GOAL OF THE EXERCISE
Determine how many lines in the listing hold "when" and give only that number.

INPUT DATA
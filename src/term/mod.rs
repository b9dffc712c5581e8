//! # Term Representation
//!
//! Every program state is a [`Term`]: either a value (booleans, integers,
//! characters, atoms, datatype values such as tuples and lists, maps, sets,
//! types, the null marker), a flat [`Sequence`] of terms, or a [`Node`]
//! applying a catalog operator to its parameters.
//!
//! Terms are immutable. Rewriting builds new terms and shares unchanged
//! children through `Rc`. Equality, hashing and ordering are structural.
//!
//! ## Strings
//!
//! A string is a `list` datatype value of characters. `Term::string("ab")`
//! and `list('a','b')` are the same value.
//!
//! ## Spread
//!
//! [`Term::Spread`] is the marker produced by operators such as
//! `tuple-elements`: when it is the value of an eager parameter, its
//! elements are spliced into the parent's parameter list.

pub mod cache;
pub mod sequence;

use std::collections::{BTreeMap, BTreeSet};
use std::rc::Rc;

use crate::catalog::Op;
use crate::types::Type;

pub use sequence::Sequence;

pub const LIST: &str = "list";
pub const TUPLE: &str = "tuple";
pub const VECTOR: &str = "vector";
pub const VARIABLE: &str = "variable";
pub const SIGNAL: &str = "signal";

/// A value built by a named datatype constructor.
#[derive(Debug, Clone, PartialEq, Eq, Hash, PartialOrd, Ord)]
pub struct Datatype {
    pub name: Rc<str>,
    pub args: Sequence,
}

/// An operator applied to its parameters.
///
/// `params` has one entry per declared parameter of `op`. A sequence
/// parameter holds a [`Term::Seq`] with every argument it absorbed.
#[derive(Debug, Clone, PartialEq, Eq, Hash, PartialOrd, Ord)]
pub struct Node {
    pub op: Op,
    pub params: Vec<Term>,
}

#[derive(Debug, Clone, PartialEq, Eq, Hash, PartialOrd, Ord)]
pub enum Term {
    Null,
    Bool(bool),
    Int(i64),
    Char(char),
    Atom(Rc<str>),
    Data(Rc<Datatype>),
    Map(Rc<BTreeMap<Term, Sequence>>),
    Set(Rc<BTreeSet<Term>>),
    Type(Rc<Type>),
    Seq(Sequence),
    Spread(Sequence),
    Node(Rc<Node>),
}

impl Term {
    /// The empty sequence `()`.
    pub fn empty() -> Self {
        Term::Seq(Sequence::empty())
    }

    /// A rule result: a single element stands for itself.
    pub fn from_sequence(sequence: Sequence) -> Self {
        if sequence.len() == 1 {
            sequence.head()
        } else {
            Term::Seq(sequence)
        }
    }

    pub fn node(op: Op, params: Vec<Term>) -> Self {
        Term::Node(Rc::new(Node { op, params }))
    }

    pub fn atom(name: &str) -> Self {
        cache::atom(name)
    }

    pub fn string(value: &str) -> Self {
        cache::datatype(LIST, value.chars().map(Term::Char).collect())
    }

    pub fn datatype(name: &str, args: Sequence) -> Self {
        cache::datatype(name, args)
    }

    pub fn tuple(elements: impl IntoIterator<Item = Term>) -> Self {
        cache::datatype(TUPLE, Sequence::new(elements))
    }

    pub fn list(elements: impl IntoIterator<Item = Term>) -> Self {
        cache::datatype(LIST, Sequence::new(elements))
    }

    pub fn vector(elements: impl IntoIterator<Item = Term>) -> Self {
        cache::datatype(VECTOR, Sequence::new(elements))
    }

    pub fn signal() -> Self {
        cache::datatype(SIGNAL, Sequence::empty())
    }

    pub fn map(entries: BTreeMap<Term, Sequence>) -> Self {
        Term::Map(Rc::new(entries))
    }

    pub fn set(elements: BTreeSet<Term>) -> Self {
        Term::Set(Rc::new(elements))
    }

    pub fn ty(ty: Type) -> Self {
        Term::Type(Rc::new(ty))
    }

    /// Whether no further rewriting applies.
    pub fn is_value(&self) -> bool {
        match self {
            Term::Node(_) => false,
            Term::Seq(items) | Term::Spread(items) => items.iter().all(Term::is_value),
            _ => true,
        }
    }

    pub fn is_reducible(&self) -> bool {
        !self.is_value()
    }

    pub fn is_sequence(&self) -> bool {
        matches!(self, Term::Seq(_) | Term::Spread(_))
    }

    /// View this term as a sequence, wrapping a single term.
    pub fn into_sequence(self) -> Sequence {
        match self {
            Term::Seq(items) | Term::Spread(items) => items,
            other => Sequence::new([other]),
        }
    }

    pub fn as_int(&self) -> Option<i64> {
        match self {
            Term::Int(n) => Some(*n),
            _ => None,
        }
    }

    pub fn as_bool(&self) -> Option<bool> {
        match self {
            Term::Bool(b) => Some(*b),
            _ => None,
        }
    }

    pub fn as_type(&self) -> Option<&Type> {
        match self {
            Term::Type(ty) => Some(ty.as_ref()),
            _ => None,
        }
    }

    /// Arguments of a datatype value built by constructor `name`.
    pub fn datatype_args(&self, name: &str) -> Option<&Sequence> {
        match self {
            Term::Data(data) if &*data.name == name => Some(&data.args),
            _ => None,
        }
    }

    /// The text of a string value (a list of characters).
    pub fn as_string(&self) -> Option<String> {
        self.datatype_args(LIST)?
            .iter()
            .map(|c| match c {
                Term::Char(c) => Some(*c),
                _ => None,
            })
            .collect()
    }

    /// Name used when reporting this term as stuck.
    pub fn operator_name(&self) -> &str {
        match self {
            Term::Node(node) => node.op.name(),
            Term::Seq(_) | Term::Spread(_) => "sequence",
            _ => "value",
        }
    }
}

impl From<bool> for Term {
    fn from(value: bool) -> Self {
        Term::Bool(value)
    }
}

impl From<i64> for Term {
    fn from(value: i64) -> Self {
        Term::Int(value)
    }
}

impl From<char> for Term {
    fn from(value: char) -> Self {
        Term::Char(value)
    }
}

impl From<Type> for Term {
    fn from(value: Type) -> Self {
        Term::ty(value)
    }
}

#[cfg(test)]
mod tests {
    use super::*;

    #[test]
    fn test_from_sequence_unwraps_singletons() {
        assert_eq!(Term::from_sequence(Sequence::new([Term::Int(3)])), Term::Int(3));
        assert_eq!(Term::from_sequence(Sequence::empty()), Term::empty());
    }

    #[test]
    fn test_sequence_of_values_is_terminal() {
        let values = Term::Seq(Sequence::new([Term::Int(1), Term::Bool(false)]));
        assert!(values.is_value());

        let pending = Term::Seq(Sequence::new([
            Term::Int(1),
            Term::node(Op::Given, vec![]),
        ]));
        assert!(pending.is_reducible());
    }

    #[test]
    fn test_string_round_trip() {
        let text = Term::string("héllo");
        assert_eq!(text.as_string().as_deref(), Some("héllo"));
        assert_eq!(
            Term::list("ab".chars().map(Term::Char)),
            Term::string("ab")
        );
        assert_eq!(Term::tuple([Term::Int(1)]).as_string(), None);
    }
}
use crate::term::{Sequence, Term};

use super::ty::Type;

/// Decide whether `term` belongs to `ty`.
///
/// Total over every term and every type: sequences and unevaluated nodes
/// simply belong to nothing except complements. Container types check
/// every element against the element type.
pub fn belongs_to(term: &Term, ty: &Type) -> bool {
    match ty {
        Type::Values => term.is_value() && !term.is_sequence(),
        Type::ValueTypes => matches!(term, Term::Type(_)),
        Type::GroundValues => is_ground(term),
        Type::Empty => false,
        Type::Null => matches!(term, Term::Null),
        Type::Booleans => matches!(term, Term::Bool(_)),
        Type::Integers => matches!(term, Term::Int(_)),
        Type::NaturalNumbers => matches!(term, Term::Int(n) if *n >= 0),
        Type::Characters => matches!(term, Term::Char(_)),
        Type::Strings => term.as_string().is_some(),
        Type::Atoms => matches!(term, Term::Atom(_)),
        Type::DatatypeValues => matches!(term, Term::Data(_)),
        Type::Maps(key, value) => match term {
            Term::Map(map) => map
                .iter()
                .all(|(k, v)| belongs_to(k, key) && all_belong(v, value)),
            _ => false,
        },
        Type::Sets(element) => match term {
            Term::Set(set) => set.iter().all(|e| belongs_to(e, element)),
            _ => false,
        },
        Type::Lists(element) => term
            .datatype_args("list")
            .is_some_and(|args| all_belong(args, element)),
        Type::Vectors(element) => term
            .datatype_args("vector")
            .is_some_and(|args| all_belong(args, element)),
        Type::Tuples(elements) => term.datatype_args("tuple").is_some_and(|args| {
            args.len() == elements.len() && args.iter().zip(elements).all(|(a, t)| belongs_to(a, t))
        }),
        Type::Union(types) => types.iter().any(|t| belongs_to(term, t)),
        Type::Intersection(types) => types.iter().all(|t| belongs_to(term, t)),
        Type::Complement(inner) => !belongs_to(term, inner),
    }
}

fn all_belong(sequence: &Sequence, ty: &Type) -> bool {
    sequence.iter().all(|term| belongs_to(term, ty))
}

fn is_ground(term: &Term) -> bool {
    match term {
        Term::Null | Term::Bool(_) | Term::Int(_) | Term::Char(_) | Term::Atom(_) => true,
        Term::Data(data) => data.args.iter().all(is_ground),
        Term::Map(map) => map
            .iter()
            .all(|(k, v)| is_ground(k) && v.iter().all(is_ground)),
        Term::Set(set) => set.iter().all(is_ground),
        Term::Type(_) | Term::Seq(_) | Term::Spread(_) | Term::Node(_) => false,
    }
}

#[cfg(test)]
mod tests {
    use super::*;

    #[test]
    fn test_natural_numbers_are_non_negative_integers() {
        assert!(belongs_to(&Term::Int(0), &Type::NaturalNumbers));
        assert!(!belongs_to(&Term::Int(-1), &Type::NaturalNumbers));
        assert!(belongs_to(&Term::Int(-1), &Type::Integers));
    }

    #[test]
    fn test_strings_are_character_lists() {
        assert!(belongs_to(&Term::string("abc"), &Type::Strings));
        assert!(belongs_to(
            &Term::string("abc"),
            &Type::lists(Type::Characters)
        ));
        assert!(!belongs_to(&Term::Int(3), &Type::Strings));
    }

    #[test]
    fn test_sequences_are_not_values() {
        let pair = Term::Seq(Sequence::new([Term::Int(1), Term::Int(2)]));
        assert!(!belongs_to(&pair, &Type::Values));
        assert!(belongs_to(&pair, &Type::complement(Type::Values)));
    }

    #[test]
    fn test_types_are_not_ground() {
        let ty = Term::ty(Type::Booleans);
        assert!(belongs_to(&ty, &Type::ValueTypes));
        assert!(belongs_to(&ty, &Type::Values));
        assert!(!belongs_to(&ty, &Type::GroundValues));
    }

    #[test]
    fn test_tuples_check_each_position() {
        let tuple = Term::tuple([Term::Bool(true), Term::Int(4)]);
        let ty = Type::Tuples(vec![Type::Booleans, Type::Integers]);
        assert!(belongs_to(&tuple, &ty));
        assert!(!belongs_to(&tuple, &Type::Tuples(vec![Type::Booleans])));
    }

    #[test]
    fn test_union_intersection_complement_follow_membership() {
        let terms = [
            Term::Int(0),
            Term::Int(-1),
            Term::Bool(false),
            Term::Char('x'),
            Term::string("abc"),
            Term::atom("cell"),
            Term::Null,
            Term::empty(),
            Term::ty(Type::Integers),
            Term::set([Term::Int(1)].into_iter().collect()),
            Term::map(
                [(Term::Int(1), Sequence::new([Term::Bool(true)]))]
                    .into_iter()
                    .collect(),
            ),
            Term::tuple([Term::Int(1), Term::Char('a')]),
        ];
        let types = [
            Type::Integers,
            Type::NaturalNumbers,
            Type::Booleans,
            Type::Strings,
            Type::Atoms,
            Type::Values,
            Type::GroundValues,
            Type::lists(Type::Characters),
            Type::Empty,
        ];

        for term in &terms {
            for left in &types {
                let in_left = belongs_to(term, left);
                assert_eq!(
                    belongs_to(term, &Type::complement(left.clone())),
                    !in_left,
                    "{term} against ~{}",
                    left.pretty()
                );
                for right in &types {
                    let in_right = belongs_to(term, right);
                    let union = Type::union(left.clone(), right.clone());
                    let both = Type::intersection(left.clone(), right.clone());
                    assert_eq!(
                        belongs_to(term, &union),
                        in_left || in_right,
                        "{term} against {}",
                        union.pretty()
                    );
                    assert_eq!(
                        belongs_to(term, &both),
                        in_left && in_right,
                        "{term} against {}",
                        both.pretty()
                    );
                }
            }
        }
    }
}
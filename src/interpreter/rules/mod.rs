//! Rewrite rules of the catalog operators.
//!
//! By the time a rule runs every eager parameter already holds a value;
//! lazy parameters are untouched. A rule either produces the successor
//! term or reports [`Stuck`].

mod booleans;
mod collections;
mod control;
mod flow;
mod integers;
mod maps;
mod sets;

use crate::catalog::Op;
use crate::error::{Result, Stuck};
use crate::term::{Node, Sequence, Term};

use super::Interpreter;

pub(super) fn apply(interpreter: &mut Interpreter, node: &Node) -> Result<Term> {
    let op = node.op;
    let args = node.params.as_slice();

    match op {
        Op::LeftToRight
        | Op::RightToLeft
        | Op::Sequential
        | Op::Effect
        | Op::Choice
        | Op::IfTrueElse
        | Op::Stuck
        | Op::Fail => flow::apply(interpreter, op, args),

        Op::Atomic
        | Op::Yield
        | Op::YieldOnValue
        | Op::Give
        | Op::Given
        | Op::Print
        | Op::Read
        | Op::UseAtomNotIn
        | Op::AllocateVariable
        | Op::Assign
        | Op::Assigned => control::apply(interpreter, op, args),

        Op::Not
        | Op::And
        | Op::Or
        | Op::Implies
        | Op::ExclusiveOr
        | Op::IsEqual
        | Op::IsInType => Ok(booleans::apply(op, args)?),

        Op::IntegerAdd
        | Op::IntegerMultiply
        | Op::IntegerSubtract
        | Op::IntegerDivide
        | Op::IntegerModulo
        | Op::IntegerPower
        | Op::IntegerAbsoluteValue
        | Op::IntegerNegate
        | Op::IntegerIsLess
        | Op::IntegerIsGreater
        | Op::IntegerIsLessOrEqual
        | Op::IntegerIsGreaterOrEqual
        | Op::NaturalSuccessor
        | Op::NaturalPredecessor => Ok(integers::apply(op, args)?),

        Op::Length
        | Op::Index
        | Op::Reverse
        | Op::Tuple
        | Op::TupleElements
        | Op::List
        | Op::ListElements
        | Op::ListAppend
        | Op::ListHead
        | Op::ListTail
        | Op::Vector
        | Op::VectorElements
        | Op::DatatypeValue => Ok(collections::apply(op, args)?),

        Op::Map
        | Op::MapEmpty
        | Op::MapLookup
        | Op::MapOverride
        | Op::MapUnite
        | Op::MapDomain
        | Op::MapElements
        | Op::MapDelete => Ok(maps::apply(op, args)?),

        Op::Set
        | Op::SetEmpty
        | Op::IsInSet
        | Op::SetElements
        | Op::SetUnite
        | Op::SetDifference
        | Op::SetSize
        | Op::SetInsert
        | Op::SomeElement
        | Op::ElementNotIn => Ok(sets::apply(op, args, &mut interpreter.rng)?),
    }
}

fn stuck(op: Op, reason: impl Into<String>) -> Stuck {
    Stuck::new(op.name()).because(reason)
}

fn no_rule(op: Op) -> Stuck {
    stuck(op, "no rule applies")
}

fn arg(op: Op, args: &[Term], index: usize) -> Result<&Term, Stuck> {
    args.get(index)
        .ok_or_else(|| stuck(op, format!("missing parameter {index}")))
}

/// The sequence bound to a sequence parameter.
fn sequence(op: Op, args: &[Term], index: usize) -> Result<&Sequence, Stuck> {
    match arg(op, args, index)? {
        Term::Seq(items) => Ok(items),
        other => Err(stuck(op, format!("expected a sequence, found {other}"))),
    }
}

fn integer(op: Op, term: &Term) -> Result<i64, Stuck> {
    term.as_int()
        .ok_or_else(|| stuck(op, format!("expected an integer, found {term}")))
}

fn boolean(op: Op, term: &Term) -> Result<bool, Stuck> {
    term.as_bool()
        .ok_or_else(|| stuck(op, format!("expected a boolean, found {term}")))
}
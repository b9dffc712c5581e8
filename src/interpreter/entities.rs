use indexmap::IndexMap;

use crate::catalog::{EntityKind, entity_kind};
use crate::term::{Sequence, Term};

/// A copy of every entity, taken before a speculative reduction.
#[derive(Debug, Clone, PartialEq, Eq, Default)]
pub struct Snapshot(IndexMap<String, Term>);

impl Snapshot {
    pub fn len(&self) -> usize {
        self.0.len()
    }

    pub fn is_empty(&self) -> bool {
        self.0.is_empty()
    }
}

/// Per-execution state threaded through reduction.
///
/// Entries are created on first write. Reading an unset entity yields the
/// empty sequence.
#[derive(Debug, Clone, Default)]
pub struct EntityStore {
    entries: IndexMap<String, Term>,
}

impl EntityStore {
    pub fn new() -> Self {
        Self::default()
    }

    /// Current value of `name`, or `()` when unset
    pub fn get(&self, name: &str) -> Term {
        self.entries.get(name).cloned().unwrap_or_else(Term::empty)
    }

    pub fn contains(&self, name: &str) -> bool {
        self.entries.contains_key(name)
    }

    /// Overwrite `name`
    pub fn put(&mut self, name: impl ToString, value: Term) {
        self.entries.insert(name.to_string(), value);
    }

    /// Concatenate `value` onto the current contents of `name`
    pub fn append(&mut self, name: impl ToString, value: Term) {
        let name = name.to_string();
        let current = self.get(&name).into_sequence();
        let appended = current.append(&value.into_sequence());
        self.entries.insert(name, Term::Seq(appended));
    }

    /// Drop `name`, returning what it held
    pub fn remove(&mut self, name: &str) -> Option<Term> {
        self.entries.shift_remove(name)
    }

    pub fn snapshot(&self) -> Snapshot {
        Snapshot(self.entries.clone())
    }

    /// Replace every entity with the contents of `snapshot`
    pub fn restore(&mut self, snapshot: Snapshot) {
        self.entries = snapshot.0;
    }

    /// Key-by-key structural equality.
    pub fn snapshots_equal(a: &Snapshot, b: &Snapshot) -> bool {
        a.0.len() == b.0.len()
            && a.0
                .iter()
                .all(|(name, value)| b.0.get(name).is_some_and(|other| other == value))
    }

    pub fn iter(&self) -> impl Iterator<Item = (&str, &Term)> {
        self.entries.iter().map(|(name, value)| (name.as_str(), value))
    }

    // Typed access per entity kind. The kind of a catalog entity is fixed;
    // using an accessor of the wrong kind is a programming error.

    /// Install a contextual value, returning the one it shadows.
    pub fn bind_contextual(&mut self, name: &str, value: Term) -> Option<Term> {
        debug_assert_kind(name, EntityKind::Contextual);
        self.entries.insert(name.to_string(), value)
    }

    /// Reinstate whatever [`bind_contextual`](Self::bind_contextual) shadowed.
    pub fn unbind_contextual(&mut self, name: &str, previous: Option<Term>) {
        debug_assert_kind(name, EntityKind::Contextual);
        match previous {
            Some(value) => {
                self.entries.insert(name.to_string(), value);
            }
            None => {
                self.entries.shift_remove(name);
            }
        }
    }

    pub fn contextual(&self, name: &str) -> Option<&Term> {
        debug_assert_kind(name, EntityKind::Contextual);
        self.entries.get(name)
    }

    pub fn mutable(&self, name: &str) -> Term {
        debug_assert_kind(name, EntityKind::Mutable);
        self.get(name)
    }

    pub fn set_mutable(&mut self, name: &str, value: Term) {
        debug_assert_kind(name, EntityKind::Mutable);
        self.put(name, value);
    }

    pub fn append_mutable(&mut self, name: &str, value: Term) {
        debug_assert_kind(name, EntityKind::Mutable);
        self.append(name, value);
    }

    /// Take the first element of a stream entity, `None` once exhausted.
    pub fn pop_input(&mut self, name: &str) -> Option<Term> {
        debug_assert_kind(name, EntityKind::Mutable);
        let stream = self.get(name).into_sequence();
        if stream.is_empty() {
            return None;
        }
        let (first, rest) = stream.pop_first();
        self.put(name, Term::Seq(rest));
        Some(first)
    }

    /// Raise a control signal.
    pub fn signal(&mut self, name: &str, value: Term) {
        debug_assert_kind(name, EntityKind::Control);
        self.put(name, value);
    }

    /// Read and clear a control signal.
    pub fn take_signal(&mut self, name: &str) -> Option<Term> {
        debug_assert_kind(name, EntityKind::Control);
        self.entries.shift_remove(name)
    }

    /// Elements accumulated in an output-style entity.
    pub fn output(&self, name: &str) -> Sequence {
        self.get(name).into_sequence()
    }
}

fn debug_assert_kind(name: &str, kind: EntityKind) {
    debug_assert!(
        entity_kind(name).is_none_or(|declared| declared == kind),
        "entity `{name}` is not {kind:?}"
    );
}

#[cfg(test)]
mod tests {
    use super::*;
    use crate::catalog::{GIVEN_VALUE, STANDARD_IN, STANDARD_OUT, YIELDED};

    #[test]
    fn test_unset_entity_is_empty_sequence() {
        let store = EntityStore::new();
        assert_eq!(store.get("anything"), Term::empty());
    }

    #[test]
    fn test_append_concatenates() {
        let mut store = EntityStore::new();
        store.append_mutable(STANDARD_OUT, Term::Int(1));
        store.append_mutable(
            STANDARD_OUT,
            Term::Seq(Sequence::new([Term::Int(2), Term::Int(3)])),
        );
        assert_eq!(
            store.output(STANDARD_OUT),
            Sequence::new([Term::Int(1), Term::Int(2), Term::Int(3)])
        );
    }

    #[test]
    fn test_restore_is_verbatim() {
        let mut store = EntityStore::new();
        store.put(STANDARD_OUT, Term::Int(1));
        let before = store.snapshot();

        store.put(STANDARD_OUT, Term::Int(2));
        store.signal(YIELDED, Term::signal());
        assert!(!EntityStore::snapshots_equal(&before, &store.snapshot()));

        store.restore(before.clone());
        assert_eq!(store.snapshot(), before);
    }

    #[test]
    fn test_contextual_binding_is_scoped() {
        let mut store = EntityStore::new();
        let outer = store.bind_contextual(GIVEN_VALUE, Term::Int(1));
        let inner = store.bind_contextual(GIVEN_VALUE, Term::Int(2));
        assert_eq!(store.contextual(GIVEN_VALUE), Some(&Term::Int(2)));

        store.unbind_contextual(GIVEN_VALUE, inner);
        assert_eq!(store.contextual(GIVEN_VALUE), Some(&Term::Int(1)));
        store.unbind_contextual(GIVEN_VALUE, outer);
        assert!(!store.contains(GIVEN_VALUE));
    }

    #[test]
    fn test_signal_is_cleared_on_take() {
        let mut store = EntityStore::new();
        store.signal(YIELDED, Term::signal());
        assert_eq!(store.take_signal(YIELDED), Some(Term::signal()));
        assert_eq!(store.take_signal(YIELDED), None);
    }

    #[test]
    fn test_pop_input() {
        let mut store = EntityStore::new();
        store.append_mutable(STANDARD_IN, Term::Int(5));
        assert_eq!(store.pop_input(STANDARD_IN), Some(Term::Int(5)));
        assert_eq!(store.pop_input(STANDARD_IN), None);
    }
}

OUTPUT OF THE EXERCISE
3